変ドラ第三回

「わらってくらそう」

てんとう虫版8巻より

12巻を続けるとか言っておきながら、いきなり8巻の話です。まあ、そこんところは適当なので気にしないでください。

ドラえもんは掲載誌が様々ありましたので、ページ数もそれぞれの掲載誌に合わせて様々な種類があります。
長い話は大長編から、短い話は見開き2頁だけだったり(代表的なのは「ボールで空へ」でしょうね。これも大好きですが)

この話も標準よりちょっと短い4頁だけ。
ただ、だけあって、完全にワン・アイデアのみで構成されている珠玉の爆笑編に仕上がっており、そのワン・アイデアとは

「ゲラゲライヤホン」なる道具を耳にはめたのび太が、どんな言葉を聞いても爆笑してしまって、散々な目に遭う

と言うナンセンス極まるネタ。

ホント全編それのみ で構成されているのが、流石F氏というかなんというか。

扉の絵からしてコレ。

↑悶絶してます。鼻水垂らしてまで息苦しいほどに笑うのび太も凄いですが、もたれかかられて困り顔のドラの表情と、傾いて床についた手がなんともリアルというか。のび太ももたれかかってまでって所が初っぱなから笑わせてくれます。

「なんかおもしろい話ないかな。」
「世の中が楽しくなるような話。」

退屈したのび太が唐突にドラえもんに話しかける台詞からしてもうなんだか変で、「世の中が楽しくなるような」と言う意味不明なグローバル感。何気なく笑いに飢えきっている風がうかがえますが、ポーズ的には押入にもたれて、ホントに退屈しているんだなと判る。

それに対してのドラえもんの態度も相変わらずで、

「ない」

の一言(しかも本を観たまま完全に無関心)。前回も書いたけど、ドラえもんってクールとホットの差が激しすぎ。

のび太の返しも不条理極まっていて、

げらげらわらいたいんだよ。」「ねえ、おもしろい話聞かせろよ。」

と詰め寄る始末。

「げらげら」も相当変ですが、「ろよ」と言う横柄な口調も、詰め寄る理不尽ぶりと合わせて変過ぎ。
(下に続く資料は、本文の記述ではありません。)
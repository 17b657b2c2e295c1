//! Materia is a library for building, composing, and evaluating
//! constitutive material models expressed as differentiable batched
//! tensor functions.
//!
//! A model maps named input variables (strains, temperatures, internal
//! state, old-step values) to named output variables (stresses, rates,
//! residuals) and, on demand, produces their first and second partial
//! derivatives with respect to inputs and parameters. Models may be
//! composed into a directed graph, or packaged as a nonlinear system
//! `r(u; g) = 0` for an implicit solve.
//!
//! The crate is organized in layers:
//!
//! * [`tensor`] — the batched tensor engine with the
//!   dynamic/intermediate/base dimension layout and the
//!   statically-shaped primitive tensor types;
//! * [`ad`] — reverse-mode automatic differentiation over the tensor
//!   operations;
//! * [`jit`] — capture and replay of forward operators keyed by an
//!   evaluation schema;
//! * [`model`] — the variable/parameter/derivative layer, the
//!   [`model::Model`] lifecycle, and model composition;
//! * [`system`] — the linear/nonlinear equation-system wrapping and the
//!   Schur-complement partitioned solve;
//! * [`dispatch`] — chunked evaluation of large batches;
//! * [`fem`] — minimal discretization kernels;
//! * [`base`] — options, input-file parsing, the registry and factory;
//! * [`models`] — the built-in model library.

#[cfg(test)]
mod tests {
    use crate::model::{Model, ModelBase, ValueMap, VariableName};
    use crate::models::ScalarOffset;
    use crate::tensor::Tensor;

    fn v(s: &str) -> VariableName {
        VariableName::parse(s)
    }

    fn offset_model(offset: f64, jit: bool) -> ScalarOffset {
        let mut base = ModelBase::new("offset");
        base.set_jit_enabled(jit);
        let offset = base
            .declare_parameter("offset", Tensor::scalar(offset))
            .unwrap();
        let mut model =
            ScalarOffset::new(base, "forces.x".into(), "state.y".into(), offset).unwrap();
        model.setup().unwrap();
        model
    }

    #[test]
    fn scalar_offset_value() {
        let mut model = offset_model(0.6, false);
        let mut inputs = ValueMap::new();
        inputs.insert("forces.x".into(), Tensor::scalar(5.0));

        let outputs = model.value(&inputs).unwrap();
        let y = &outputs[&v("state.y")];
        assert!((y.item().unwrap() - 5.6).abs() < 1e-14);
    }

    #[test]
    fn scalar_offset_derivative() {
        let mut model = offset_model(0.6, false);
        let mut inputs = ValueMap::new();
        inputs.insert("forces.x".into(), Tensor::scalar(5.0));

        let (outputs, derivs) = model.value_and_dvalue(&inputs).unwrap();
        assert!((outputs[&v("state.y")].item().unwrap() - 5.6).abs() < 1e-14);
        let dy_dx = &derivs[&v("state.y")][&v("forces.x")];
        assert!((dy_dx.item().unwrap() - 1.0).abs() < 1e-14);
    }

    #[test]
    fn captured_forward_operator_replays() {
        let mut model = offset_model(1.5, true);

        let mut inputs = ValueMap::new();
        inputs.insert(
            "forces.x".into(),
            Tensor::from_data(vec![1.0, 2.0], &[2], &[], &[]).unwrap(),
        );

        // First call traces, second call replays, third call replays
        // with a different dynamic extent under the same schema.
        let first = model.value(&inputs).unwrap();
        let second = model.value(&inputs).unwrap();
        assert_eq!(first, second);

        let mut bigger = ValueMap::new();
        bigger.insert(
            "forces.x".into(),
            Tensor::from_data(vec![1.0, 2.0, 3.0], &[3], &[], &[]).unwrap(),
        );
        let third = model.value(&bigger).unwrap();
        let y = &third[&v("state.y")];
        assert_eq!(y.dynamic_sizes(), &[3]);
        assert_eq!(y.data(), &[2.5, 3.5, 4.5]);
    }

    #[test]
    fn inputs_default_to_zero() {
        let mut model = offset_model(0.25, false);
        let outputs = model.value(&ValueMap::new()).unwrap();
        assert!((outputs[&v("state.y")].item().unwrap() - 0.25).abs() < 1e-14);
    }
}

pub mod ad;
pub mod base;
pub mod dispatch;
pub mod errors;
pub mod fem;
pub mod jit;
pub mod model;
pub mod models;
pub mod prelude;
pub mod system;
pub mod tensor;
わらい話を聞かせて欲しい態度とはとても思えないので、当然ドラえもんも半ギレで「ないってば」といなしますが、直ぐに例の「ゲラゲライヤホン」を取り出すわけです。


もう、そのネーミングだけで勝っちゃってますが、ここからの先のワン・アイデアの畳みかけの凄まじさは比類が無くて、とにかく笑ってしまう異様なボルテージ。

まさにメタ的にネタ自体が「ゲラゲラ」なんですな。だって、本質的な笑い話自体が無いのに、全編ゲラゲラさせるなんて反則スレスレの強引さですもん。
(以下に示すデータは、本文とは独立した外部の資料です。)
//! `graph` holds captured forward operators and replays them.

use crate::errors::{MateriaError, Result};
use crate::tensor::op::{eval, Op};
use crate::tensor::Tensor;

/// One recorded operation: the opcode, the value slots it reads, and the
/// slot it writes.
#[derive(Debug, Clone)]
pub(crate) struct Instruction {
    pub(crate) op: Op,
    pub(crate) inputs: Vec<usize>,
    pub(crate) output: usize,
}

/// A frozen forward operator: a value table layout, the constants
/// captured during tracing, and the instruction list.
pub struct GraphFunction {
    n_inputs: usize,
    n_values: usize,
    instructions: Vec<Instruction>,
    constants: Vec<(usize, Tensor)>,
    output_ids: Vec<usize>,
}

impl GraphFunction {
    pub(crate) fn new(
        n_inputs: usize,
        n_values: usize,
        instructions: Vec<Instruction>,
        constants: Vec<(usize, Tensor)>,
        output_ids: Vec<usize>,
    ) -> Self {
        GraphFunction {
            n_inputs,
            n_values,
            instructions,
            constants,
            output_ids,
        }
    }

    /// Number of recorded instructions.
    pub fn len(&self) -> usize {
        self.instructions.len()
    }

    pub fn is_empty(&self) -> bool {
        self.instructions.is_empty()
    }

    /// Replays the graph on a fresh input stack.
    pub fn run(&self, stack: Vec<Tensor>) -> Result<Vec<Tensor>> {
        if stack.len() != self.n_inputs {
            return Err(MateriaError::trace(format!(
                "graph replay expects {} inputs, got {}",
                self.n_inputs,
                stack.len()
            )));
        }

        let mut values: Vec<Option<Tensor>> = vec![None; self.n_values];
        for (id, t) in stack.into_iter().enumerate() {
            values[id] = Some(t);
        }
        for (id, t) in &self.constants {
            values[*id] = Some(t.clone());
        }

        for instruction in &self.instructions {
            let mut inputs = Vec::with_capacity(instruction.inputs.len());
            for id in &instruction.inputs {
                inputs.push(values[*id].as_ref().ok_or_else(|| {
                    MateriaError::trace(format!(
                        "graph replay read an unset value slot {}",
                        id
                    ))
                })?);
            }
            let out = eval(&instruction.op, &inputs)?;
            values[instruction.output] = Some(out);
        }

        let mut outputs = Vec::with_capacity(self.output_ids.len());
        for id in &self.output_ids {
            outputs.push(values[*id].clone().ok_or_else(|| {
                MateriaError::trace(format!("graph replay output slot {} is unset", id))
            })?);
        }
        Ok(outputs)
    }
}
でもいいんです。ゲラゲラさえできれば。読者ものび太も。

そのゲラゲラの図式を読み解いてみたいので、まずコレ。

↑のび太豹変しすぎ。あまりにも突発的に爆笑してます。この漫画的間合いの凄さ。笑い擬音もすこぶる最高。アーッハッハだって!

漫才ブームの時に、同じネタでも笑いの「間」が素晴らしいと、客の空気が「間」によって笑いの空気に転換され、その空気に触れることによって笑えると言う状態にたびたびなっていたが、一部はそれに近い物だと思う。

「トムとジェリー」の名作『ねずみ取り必勝法』でも、ジェリーをおびき出すために、トムが何だか分かんない本を大爆笑しながら読んで注意を引くという荒業きわまるギャグがあった。ただただ爆笑するその爆笑ブリ自体がおもしろいと言う神業級のギャグのそれに近いかもしれない。

心底ゲラゲラしているのび太の絵がまさにそれだろう。加えてドラえもんがまるっきり素面(当たり前だが)なのもそれを対比法として際だたせている。何で正座してんだよドラ。

「どう? ぐあいは。」なんて台詞面白くもなんともないハズなのに、読んでる方も何故かのび太と同じように爆笑してしまうのだ。

結論としては完全にネタ勝ち

「そんなにおかしいか。」だってってもう無茶苦茶。ひっくり返って笑うのび太はただただゲラゲラの権化。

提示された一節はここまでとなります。